§ **Your task**
Find "self.handlers.len()" and "let response = handler.handle(message).await?;" in the records below. Copy the lines holding them and every line between, exactly, and no others.

__________

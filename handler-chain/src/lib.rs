//! # Handler chain
//!
//! Runs a sequence of handlers for each message: every `before` in order (any `false` stops the chain),
//! then `handle` until one returns Stop or Reply, then every `after` in reverse order with the final response.

use ratebot_core::{Handler, HandlerResponse, Message, Result};
use std::sync::Arc;
use tracing::{debug, info, instrument};

/// Ordered list of handlers sharing one message.
#[derive(Clone, Default)]
pub struct HandlerChain {
    handlers: Vec<Arc<dyn Handler>>,
}

impl HandlerChain {
    /// Creates an empty chain.
    pub fn new() -> Self {
        Self {
            handlers: Vec::new(),
        }
    }

    /// Appends a handler (runs in order; first Stop/Reply ends handler phase).
    pub fn add_handler(mut self, handler: Arc<dyn Handler>) -> Self {
        self.handlers.push(handler);
        self
    }

    pub fn len(&self) -> usize {
        self.handlers.len()
    }

    pub fn is_empty(&self) -> bool {
        self.handlers.is_empty()
    }

    /// Runs before → handle → after (reverse). Returns first Stop or Reply, or Continue.
    #[instrument(skip(self, message))]
    pub async fn handle(&self, message: &Message) -> Result<HandlerResponse> {
        let mut final_response = HandlerResponse::Continue;

        info!(
            user_id = message.user.id,
            chat_id = message.chat.id,
            message_id = %message.id,
            "step: handler_chain started"
        );

        for handler in &self.handlers {
            let handler_name = std::any::type_name_of_val(handler.as_ref());
            let should_continue = handler.before(message).await?;
            if !should_continue {
                info!(
                    chat_id = message.chat.id,
                    handler = %handler_name,
                    "step: handler before returned false, chain stopped"
                );
                return Ok(HandlerResponse::Stop);
            }
        }

        for handler in &self.handlers {
            let handler_name = std::any::type_name_of_val(handler.as_ref());
            let response = handler.handle(message).await?;
            debug!(
                handler = %handler_name,
                response = ?response,
                "Handler processed"
            );

            match response {
                HandlerResponse::Stop | HandlerResponse::Reply(_) => {
                    info!(
                        chat_id = message.chat.id,
                        handler = %handler_name,
                        "step: handler chain stopped by handler"
                    );
                    final_response = response;
                    break;
                }
                HandlerResponse::Continue => continue,
            }
        }

        for handler in self.handlers.iter().rev() {
            handler.after(message, &final_response).await?;
        }

        info!(
            chat_id = message.chat.id,
            message_id = %message.id,
            "step: handler_chain finished"
        );

        Ok(final_response)
    }
}

// Unit/integration tests live in tests/handler_chain_test.rs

__________

§ **Answer area**
        self.handlers.len()
    }

    pub fn is_empty(&self) -> bool {
        self.handlers.is_empty()
    }

    /// Runs before → handle → after (reverse). Returns first Stop or Reply, or Continue.
    #[instrument(skip(self, message))]
    pub async fn handle(&self, message: &Message) -> Result<HandlerResponse> {
        let mut final_response = HandlerResponse::Continue;

        info!(
            user_id = message.user.id,
            chat_id = message.chat.id,
            message_id = %message.id,
            "step: handler_chain started"
        );

        for handler in &self.handlers {
            let handler_name = std::any::type_name_of_val(handler.as_ref());
            let should_continue = handler.before(message).await?;
            if !should_continue {
                info!(
                    chat_id = message.chat.id,
                    handler = %handler_name,
                    "step: handler before returned false, chain stopped"
                );
                return Ok(HandlerResponse::Stop);
            }
        }

        for handler in &self.handlers {
            let handler_name = std::any::type_name_of_val(handler.as_ref());
            let response = handler.handle(message).await?;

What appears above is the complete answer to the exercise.